» **The problem**:
Among the entries below, please show each line that carries the word "SupportError".

» **Data to process**:
pub mod config;
pub mod constants;
pub mod context;
pub mod error;
pub mod llm;
pub mod session;

// Re-export key types
pub use config::Settings;
pub use context::{ContextTag, MessageStore, SystemPromptBuilder};
pub use error::{Result, SupportError};
pub use llm::{
    Completion, CompletionMode, FragmentStream, LlmClient, LlmResponse, Message, OpenAIClient,
    ProviderId, Role, StreamEvent,
};
pub use session::{
    FeatureAugmenter, Lifecycle, PartialReply, Session, SessionConfig, SessionController,
    SessionEvent, TurnOutcome, TurnStatus,
};
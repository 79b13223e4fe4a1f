use serde::{Deserialize, Serialize};
use std::path::{Path, PathBuf};
use std::str::FromStr;
use std::time::Duration;
use tracing::{debug, warn};

use crate::constants::{defaults, guidance, prompts};
use crate::context::SystemPromptBuilder;
use crate::error::{Result, SupportError};
use crate::llm::{CompletionMode, LlmClient, OpenAIClient, ProviderId};
use crate::session::{FeatureAugmenter, GuidanceRule, SessionConfig, SessionController};

#[derive(Debug, Clone, Serialize, Deserialize, PartialEq)]
#[serde(default)]
pub struct Settings {
    pub llm: LlmSettings,
    pub session: SessionSettings,
    /// Keyword guidance, applied in this order.
    pub guidance: Vec<GuidanceEntry>,
}

#[derive(Debug, Clone, Serialize, Deserialize, PartialEq)]
#[serde(default)]
pub struct LlmSettings {
    pub provider: String,
    /// Falls back to the provider's default model.
    #[serde(skip_serializing_if = "Option::is_none")]
    pub model: Option<String>,
    /// Falls back to the provider's usual variable.
    #[serde(skip_serializing_if = "Option::is_none")]
    pub api_key_env: Option<String>,
    #[serde(skip_serializing_if = "Option::is_none")]
    pub base_url: Option<String>,
    pub mode: CompletionMode,
    #[serde(skip_serializing_if = "Option::is_none")]
    pub temperature: Option<f32>,
    pub timeout_secs: u64,
}

#[derive(Debug, Clone, Serialize, Deserialize, PartialEq)]
#[serde(default)]
pub struct SessionSettings {
    pub require_context: bool,
    pub contexts: Vec<String>,
    #[serde(skip_serializing_if = "Option::is_none")]
    pub greeting: Option<String>,
    pub greeting_in_context: bool,
    #[serde(skip_serializing_if = "Option::is_none")]
    pub base_prompt: Option<String>,
}

#[derive(Debug, Clone, Serialize, Deserialize, PartialEq, Eq)]
pub struct GuidanceEntry {
    pub keyword: String,
    pub block: String,
}

impl Default for Settings {
    fn default() -> Self {
        Self {
            llm: LlmSettings::default(),
            session: SessionSettings::default(),
            guidance: guidance::DEFAULT_RULES
                .iter()
                .map(|(keyword, block)| GuidanceEntry {
                    keyword: keyword.to_string(),
                    block: block.to_string(),
                })
                .collect(),
        }
    }
}

impl Default for LlmSettings {
    fn default() -> Self {
        Self {
            provider: "openai".to_string(),
            model: None,
            api_key_env: None,
            base_url: None,
            mode: CompletionMode::Stream,
            temperature: None,
            timeout_secs: defaults::TIMEOUT_SECS,
        }
    }
}

impl Default for SessionSettings {
    fn default() -> Self {
        Self {
            require_context: true,
            contexts: defaults::CONTEXTS.iter().map(|c| c.to_string()).collect(),
            greeting: None,
            greeting_in_context: false,
            base_prompt: None,
        }
    }
}

impl Settings {
    pub fn config_path() -> PathBuf {
        dirs::config_dir()
            .unwrap_or_else(|| PathBuf::from("."))
            .join("supportbot")
            .join("config.toml")
    }

    /// Load from the default location. Problems fall back to defaults.
    pub fn load() -> Self {
        let path = Self::config_path();
        match Self::load_from(&path) {
            Ok(settings) => settings,
            Err(e) => {
                warn!(path = %path.display(), error = %e, "ignoring unreadable config");
                Self::default()
            }
        }
    }

    /// Load from `path`. A missing file yields defaults; a malformed one is an
    /// error.
    pub fn load_from(path: &Path) -> Result<Self> {
        if !path.exists() {
            debug!(path = %path.display(), "no config file, using defaults");
            return Ok(Self::default());
        }
        let content = std::fs::read_to_string(path)?;
        toml::from_str(&content)
            .map_err(|e| SupportError::Config(format!("{}: {e}", path.display())))
    }

    pub fn save(&self) -> Result<()> {
        self.save_to(&Self::config_path())
    }

    pub fn save_to(&self, path: &Path) -> Result<()> {
        if let Some(parent) = path.parent() {
            std::fs::create_dir_all(parent)?;
        }
        let content =
            toml::to_string_pretty(self).map_err(|e| SupportError::Config(e.to_string()))?;
        std::fs::write(path, content)?;
        Ok(())
    }

    pub fn provider(&self) -> ProviderId {
        match ProviderId::from_str(&self.llm.provider) {
            Ok(id) => id,
            Err(never) => match never {},
        }
    }

    pub fn model(&self) -> String {
        match self.llm.model {
            Some(ref model) => model.clone(),
            None => self.provider().default_model().to_string(),
        }
    }

    /// Name of the environment variable holding the API key. Empty when the
    /// provider takes no key.
    pub fn api_key_env(&self) -> String {
        match self.llm.api_key_env {
            Some(ref name) => name.clone(),
            None => self.provider().default_api_key_env().to_string(),
        }
    }

    /// Get the API key from the environment variable specified in settings.
    pub fn api_key(&self) -> Option<String> {
        let name = self.api_key_env();
        if name.is_empty() {
            return None;
        }
        std::env::var(&name).ok().filter(|key| !key.trim().is_empty())
    }

    /// Build an LLM client from the current settings.
    pub fn build_llm_client(&self) -> Result<Box<dyn LlmClient>> {
        let provider = self.provider();
        let api_key = self.api_key();
        if provider.needs_api_key() && api_key.is_none() {
            return Err(SupportError::Config(format!(
                "{} requires an API key; set {}",
                provider.name(),
                self.api_key_env()
            )));
        }

        let base_url = match self.llm.base_url {
            Some(ref url) => url.clone(),
            None if provider.default_base_url().is_empty() => {
                return Err(SupportError::Config(format!(
                    "provider {:?} has no default endpoint; set llm.base_url",
                    self.llm.provider
                )));
            }
            None => provider.default_base_url().to_string(),
        };

        if self.llm.timeout_secs == 0 {
            return Err(SupportError::Config("llm.timeout_secs must be > 0".into()));
        }

        debug!(provider = %provider, model = %self.model(), %base_url, "building LLM client");
        let client = OpenAIClient::new(api_key)
            .with_model(self.model())
            .with_base_url(base_url)
            .with_temperature(self.llm.temperature)
            .with_timeout(Duration::from_secs(self.llm.timeout_secs))?;
        Ok(Box::new(client))
    }

    pub fn session_config(&self) -> SessionConfig {
        SessionConfig {
            mode: self.llm.mode,
            require_context: self.session.require_context,
            greeting: self.session.greeting.clone(),
            greeting_in_context: self.session.greeting_in_context,
        }
    }

    pub fn prompt_builder(&self) -> SystemPromptBuilder {
        SystemPromptBuilder::new().with_base_persona(
            self.session
                .base_prompt
                .as_deref()
                .filter(|p| !p.trim().is_empty())
                .unwrap_or(prompts::BASE_PERSONA),
        )
    }

    pub fn augmenter(&self) -> FeatureAugmenter {
        FeatureAugmenter::new(
            self.guidance
                .iter()
                .map(|entry| GuidanceRule::new(&entry.keyword, entry.block.clone())),
        )
    }

    /// Wire a controller from these settings around `llm`.
    pub fn build_session_controller(&self, llm: Box<dyn LlmClient>) -> Result<SessionController> {
        SessionController::with_parts(
            llm,
            self.prompt_builder(),
            self.augmenter(),
            self.session_config(),
        )
    }
}
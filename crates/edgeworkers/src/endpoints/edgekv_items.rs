//! EdgeKV items
//!
//! Items live under `network / namespace / group`. Unlike the rest of the
//! API an item is opaque text: it may be JSON but does not have to be, so
//! reads and writes move raw bodies instead of typed ones. Writing the
//! first item to a group creates the group, which is why group listing
//! lives here too.

use crate::client::Client;
use crate::error::{Error, Result};
use crate::validation::ValidationErrors;
use reqwest::{Method, StatusCode};
use serde::{Deserialize, Serialize};
use std::fmt;
use tracing::debug;

use super::edgekv_namespaces::EdgeKvNetwork;

const OP_LIST_ITEMS: &str = "listing items";
const OP_GET_ITEM: &str = "getting item";
const OP_UPSERT_ITEM: &str = "creating or updating item";
const OP_DELETE_ITEM: &str = "deleting item";
const OP_LIST_GROUPS: &str = "listing groups within namespace";

/// A single item value, opaque text that may or may not be JSON.
#[derive(Debug, Clone, Default, PartialEq, Eq, Serialize, Deserialize)]
#[serde(transparent)]
pub struct Item(pub String);

impl Item {
    /// Wrap a value.
    pub fn new(value: impl Into<String>) -> Self {
        Self(value.into())
    }

    /// Whether the value parses as JSON, which decides the content type
    /// the write is sent with.
    #[must_use]
    pub fn is_json(&self) -> bool {
        serde_json::from_str::<serde_json::Value>(&self.0).is_ok()
    }

    fn content_type(&self) -> &'static str {
        if self.is_json() {
            "application/json"
        } else {
            "text/plain"
        }
    }
}

impl fmt::Display for Item {
    fn fmt(&self, f: &mut fmt::Formatter<'_>) -> fmt::Result {
        f.write_str(&self.0)
    }
}

/// Location shared by all item operations.
#[derive(Debug, Clone, Default, PartialEq, Eq)]
pub struct ItemsRequestParams {
    /// Network the namespace lives on
    pub network: EdgeKvNetwork,
    /// Namespace holding the group
    pub namespace_id: String,
    /// Group holding the items
    pub group_id: String,
}

impl ItemsRequestParams {
    fn validate_into(&self, errors: &mut ValidationErrors) {
        self.network.validate("network", errors);
        errors.require_str("namespace_id", &self.namespace_id);
        errors.require_str("group_id", &self.group_id);
    }

    fn base_path(&self) -> String {
        format!(
            "/edgekv/v1/networks/{}/namespaces/{}/groups/{}",
            self.network, self.namespace_id, self.group_id
        )
    }
}

/// Parameters for listing the items of a group.
#[derive(Debug, Clone, Default, PartialEq, Eq)]
pub struct ListItemsRequest {
    /// Group location
    pub params: ItemsRequestParams,
}

/// Parameters for reading one item.
#[derive(Debug, Clone, Default, PartialEq, Eq)]
pub struct GetItemRequest {
    /// Item key
    pub item_id: String,
    /// Group location
    pub params: ItemsRequestParams,
}

/// Parameters for creating or updating one item.
#[derive(Debug, Clone, Default, PartialEq, Eq)]
pub struct UpsertItemRequest {
    /// Item key
    pub item_id: String,
    /// Value to store
    pub item_data: Item,
    /// Group location
    pub params: ItemsRequestParams,
}

/// Parameters for deleting one item.
#[derive(Debug, Clone, Default, PartialEq, Eq)]
pub struct DeleteItemRequest {
    /// Item key
    pub item_id: String,
    /// Group location
    pub params: ItemsRequestParams,
}

/// Parameters for listing the groups of a namespace.
#[derive(Debug, Clone, Default, PartialEq, Eq)]
pub struct ListGroupsRequest {
    /// Network the namespace lives on
    pub network: EdgeKvNetwork,
    /// Namespace to list groups of
    pub namespace_id: String,
}

impl ListItemsRequest {
    /// Validate the request.
    pub fn validate(&self) -> std::result::Result<(), ValidationErrors> {
        let mut errors = ValidationErrors::new();
        self.params.validate_into(&mut errors);
        errors.finish()
    }
}

impl GetItemRequest {
    /// Validate the request.
    pub fn validate(&self) -> std::result::Result<(), ValidationErrors> {
        let mut errors = ValidationErrors::new();
        errors.require_str("item_id", &self.item_id);
        self.params.validate_into(&mut errors);
        errors.finish()
    }
}

impl UpsertItemRequest {
    /// Validate the request.
    pub fn validate(&self) -> std::result::Result<(), ValidationErrors> {
        let mut errors = ValidationErrors::new();
        errors.require_str("item_id", &self.item_id);
        errors.require_str("item_data", &self.item_data.0);
        self.params.validate_into(&mut errors);
        errors.finish()
    }
}

impl DeleteItemRequest {
    /// Validate the request.
    pub fn validate(&self) -> std::result::Result<(), ValidationErrors> {
        let mut errors = ValidationErrors::new();
        errors.require_str("item_id", &self.item_id);
        self.params.validate_into(&mut errors);
        errors.finish()
    }
}

impl ListGroupsRequest {
    /// Validate the request.
    pub fn validate(&self) -> std::result::Result<(), ValidationErrors> {
        let mut errors = ValidationErrors::new();
        self.network.validate("network", &mut errors);
        errors.require_str("namespace_id", &self.namespace_id);
        errors.finish()
    }
}

/// EdgeKV items API.
#[derive(Clone)]
pub struct ItemsApi {
    client: Client,
}

impl ItemsApi {
    pub(crate) fn new(client: Client) -> Self {
        Self { client }
    }

    /// List the item keys in a group.
    ///
    /// GET `/edgekv/v1/networks/{network}/namespaces/{ns}/groups/{group}`
    pub async fn list(&self, params: ListItemsRequest) -> Result<Vec<String>> {
        debug!("list items");
        params
            .validate()
            .map_err(|errors| Error::validation(OP_LIST_ITEMS, errors))?;

        let path = params.params.base_path();
        self.client.get_json(OP_LIST_ITEMS, &path, StatusCode::OK).await
    }

    /// Read one item.
    ///
    /// GET `.../items/{itemId}`; the body is returned verbatim.
    pub async fn get(&self, params: GetItemRequest) -> Result<Item> {
        debug!("get item");
        params
            .validate()
            .map_err(|errors| Error::validation(OP_GET_ITEM, errors))?;

        let path = format!("{}/items/{}", params.params.base_path(), params.item_id);
        self.client
            .send_text(OP_GET_ITEM, Method::GET, &path, None, StatusCode::OK)
            .await
            .map(Item)
    }

    /// Create or update one item. JSON values are sent as
    /// `application/json`, anything else as `text/plain`.
    ///
    /// PUT `.../items/{itemId}`
    pub async fn upsert(&self, params: UpsertItemRequest) -> Result<String> {
        debug!("upsert item");
        params
            .validate()
            .map_err(|errors| Error::validation(OP_UPSERT_ITEM, errors))?;

        let path = format!("{}/items/{}", params.params.base_path(), params.item_id);
        let content_type = params.item_data.content_type();
        self.client
            .send_text(
                OP_UPSERT_ITEM,
                Method::PUT,
                &path,
                Some((params.item_data.0.into_bytes(), content_type)),
                StatusCode::OK,
            )
            .await
    }

    /// Delete one item.
    ///
    /// DELETE `.../items/{itemId}`
    pub async fn delete(&self, params: DeleteItemRequest) -> Result<String> {
        debug!("delete item");
        params
            .validate()
            .map_err(|errors| Error::validation(OP_DELETE_ITEM, errors))?;

        let path = format!("{}/items/{}", params.params.base_path(), params.item_id);
        self.client
            .send_text(OP_DELETE_ITEM, Method::DELETE, &path, None, StatusCode::OK)
            .await
    }

    /// List the group identifiers that exist in a namespace.
    ///
    /// GET `/edgekv/v1/networks/{network}/namespaces/{ns}/groups`
    pub async fn list_groups(&self, params: ListGroupsRequest) -> Result<Vec<String>> {
        debug!("list groups within namespace");
        params
            .validate()
            .map_err(|errors| Error::validation(OP_LIST_GROUPS, errors))?;

        let path = format!(
            "/edgekv/v1/networks/{}/namespaces/{}/groups",
            params.network, params.namespace_id
        );
        self.client.get_json(OP_LIST_GROUPS, &path, StatusCode::OK).await
    }
}

#[cfg(test)]
mod tests {
    use super::*;

    fn location() -> ItemsRequestParams {
        ItemsRequestParams {
            network: EdgeKvNetwork::STAGING,
            namespace_id: "marketing".to_string(),
            group_id: "greetings".to_string(),
        }
    }

    #[test]
    fn test_item_content_type() {
        assert_eq!(Item::new(r#"{"a":1}"#).content_type(), "application/json");
        assert_eq!(Item::new("\"quoted\"").content_type(), "application/json");
        assert_eq!(Item::new("hello world").content_type(), "text/plain");
    }

    #[test]
    fn test_get_requires_item_id() {
        let errors = GetItemRequest {
            item_id: String::new(),
            params: location(),
        }
        .validate()
        .unwrap_err();
        assert_eq!(errors.field("item_id"), Some("cannot be blank"));
    }

    #[test]
    fn test_all_location_fields_required() {
        let errors = ListItemsRequest::default().validate().unwrap_err();
        assert_eq!(
            errors.to_string(),
            "group_id: cannot be blank; namespace_id: cannot be blank; network: cannot be blank"
        );
    }

    #[test]
    fn test_base_path_layout() {
        assert_eq!(
            location().base_path(),
            "/edgekv/v1/networks/staging/namespaces/marketing/groups/greetings"
        );
    }
}
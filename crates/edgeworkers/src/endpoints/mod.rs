//! Per-resource request/response mapping
//!
//! One module per resource family. Each operation validates its request,
//! builds the endpoint path, issues one signed call through the shared
//! executors on [`crate::Client`], and accepts exactly one success status.

pub mod activations;
pub mod contracts;
pub mod deactivations;
pub mod edgekv_access_tokens;
pub mod edgekv_initialize;
pub mod edgekv_items;
pub mod edgekv_namespaces;
pub mod ids;
pub mod resource_tiers;
pub mod secure_tokens;
pub mod versions;

/// Encode query pairs into a `key=value&key=value` string.
pub(crate) fn query_string(pairs: &[(&str, &str)]) -> String {
    let mut serializer = url::form_urlencoded::Serializer::new(String::new());
    for (key, value) in pairs {
        serializer.append_pair(key, value);
    }
    serializer.finish()
}

#[cfg(test)]
mod tests {
    use super::*;

    #[test]
    fn test_query_string_encodes_values() {
        assert_eq!(query_string(&[("version", "1.2")]), "version=1.2");
        assert_eq!(
            query_string(&[("version", "a b"), ("details", "on")]),
            "version=a+b&details=on"
        );
    }
}
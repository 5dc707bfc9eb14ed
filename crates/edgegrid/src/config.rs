//! EdgeGrid credential configuration
//!
//! Credentials come from the environment (`AKAMAI_*` variables) or are
//! assembled programmatically through the builder-style `with_*` methods.

use crate::error::SessionError;
use serde::{Deserialize, Serialize};
use std::env;

/// Max request body size, in bytes, covered by the content signature.
pub const DEFAULT_MAX_BODY: usize = 131_072;

/// EdgeGrid credential set.
///
/// All four of `host`, `client_token`, `client_secret` and `access_token`
/// are required to produce a valid authorization header.
#[derive(Debug, Clone, Default, Serialize, Deserialize)]
pub struct Config {
    /// API host, without scheme (e.g. `akab-xxxx.luna.akamaiapis.net`)
    pub host: String,
    /// Client token from the API credential
    pub client_token: String,
    /// Client secret from the API credential
    pub client_secret: String,
    /// Access token from the API credential
    pub access_token: String,
    /// Account switch key, for credentials that manage multiple accounts
    pub account_key: Option<String>,
    /// Extra header names included in the request signature
    pub headers_to_sign: Vec<String>,
    /// Max number of request body bytes covered by the content signature
    pub max_body: usize,
}

impl Config {
    /// Create a configuration from explicit credentials.
    pub fn new(
        host: impl Into<String>,
        client_token: impl Into<String>,
        client_secret: impl Into<String>,
        access_token: impl Into<String>,
    ) -> Self {
        Self {
            host: host.into(),
            client_token: client_token.into(),
            client_secret: client_secret.into(),
            access_token: access_token.into(),
            account_key: None,
            headers_to_sign: Vec::new(),
            max_body: DEFAULT_MAX_BODY,
        }
    }

    /// Create a configuration from environment variables.
    ///
    /// Reads the following environment variables:
    /// - `AKAMAI_HOST`: API host
    /// - `AKAMAI_CLIENT_TOKEN`: client token
    /// - `AKAMAI_CLIENT_SECRET`: client secret
    /// - `AKAMAI_ACCESS_TOKEN`: access token
    /// - `AKAMAI_ACCOUNT_KEY`: account switch key (optional)
    /// - `AKAMAI_MAX_BODY`: content signature cap in bytes (optional)
    pub fn from_env() -> Result<Self, SessionError> {
        let require = |var: &str| env::var(var).map_err(|_| SessionError::missing_env(var));

        let max_body = env::var("AKAMAI_MAX_BODY")
            .ok()
            .and_then(|s| s.parse().ok())
            .unwrap_or(DEFAULT_MAX_BODY);

        let config = Self {
            host: require("AKAMAI_HOST")?,
            client_token: require("AKAMAI_CLIENT_TOKEN")?,
            client_secret: require("AKAMAI_CLIENT_SECRET")?,
            access_token: require("AKAMAI_ACCESS_TOKEN")?,
            account_key: env::var("AKAMAI_ACCOUNT_KEY").ok(),
            headers_to_sign: Vec::new(),
            max_body,
        };
        config.validate()?;
        Ok(config)
    }

    /// Builder-style method to set the account switch key
    #[must_use]
    pub fn with_account_key(mut self, key: impl Into<String>) -> Self {
        self.account_key = Some(key.into());
        self
    }

    /// Builder-style method to set the headers included in the signature
    #[must_use]
    pub fn with_headers_to_sign(mut self, headers: Vec<String>) -> Self {
        self.headers_to_sign = headers;
        self
    }

    /// Builder-style method to set the content signature cap
    #[must_use]
    pub fn with_max_body(mut self, max_body: usize) -> Self {
        self.max_body = max_body;
        self
    }

    /// Validate the configuration.
    pub fn validate(&self) -> Result<(), SessionError> {
        for (field, value) in [
            ("host", &self.host),
            ("client_token", &self.client_token),
            ("client_secret", &self.client_secret),
            ("access_token", &self.access_token),
        ] {
            if value.is_empty() {
                return Err(SessionError::config(format!("{field} cannot be empty")));
            }
        }

        if self.host.contains("://") {
            return Err(SessionError::config("host must not contain a scheme"));
        }

        if self.max_body == 0 {
            return Err(SessionError::config("max_body cannot be zero"));
        }

        Ok(())
    }
}

#[cfg(test)]
mod tests {
    use super::*;

    fn sample() -> Config {
        Config::new("akab-host.luna.akamaiapis.net", "token", "secret", "access")
    }

    #[test]
    fn test_valid_config() {
        assert!(sample().validate().is_ok());
    }

    #[test]
    fn test_empty_field_rejected() {
        let mut config = sample();
        config.client_secret = String::new();
        let err = config.validate().unwrap_err();
        assert!(err.to_string().contains("client_secret"));
    }

    #[test]
    fn test_host_with_scheme_rejected() {
        let mut config = sample();
        config.host = "https://akab-host.luna.akamaiapis.net".to_string();
        assert!(config.validate().is_err());
    }

    #[test]
    fn test_builder() {
        let config = sample().with_account_key("1-ABCDE").with_max_body(2048);
        assert_eq!(config.account_key.as_deref(), Some("1-ABCDE"));
        assert_eq!(config.max_body, 2048);
    }

    #[test]
    fn test_from_env_missing_vars() {
        // Guarded by a variable name no other test sets.
        let err = Config::from_env();
        if env::var("AKAMAI_HOST").is_err() {
            assert!(matches!(err, Err(SessionError::MissingEnvVar(_))));
        }
    }
}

» **Solution below**:
pub use error::{Result, SupportError};
use crate::error::{Result, SupportError};
            .map_err(|e| SupportError::Config(format!("{}: {e}", path.display())))
            toml::to_string_pretty(self).map_err(|e| SupportError::Config(e.to_string()))?;
            return Err(SupportError::Config(format!(
                return Err(SupportError::Config(format!(
            return Err(SupportError::Config("llm.timeout_secs must be > 0".into()));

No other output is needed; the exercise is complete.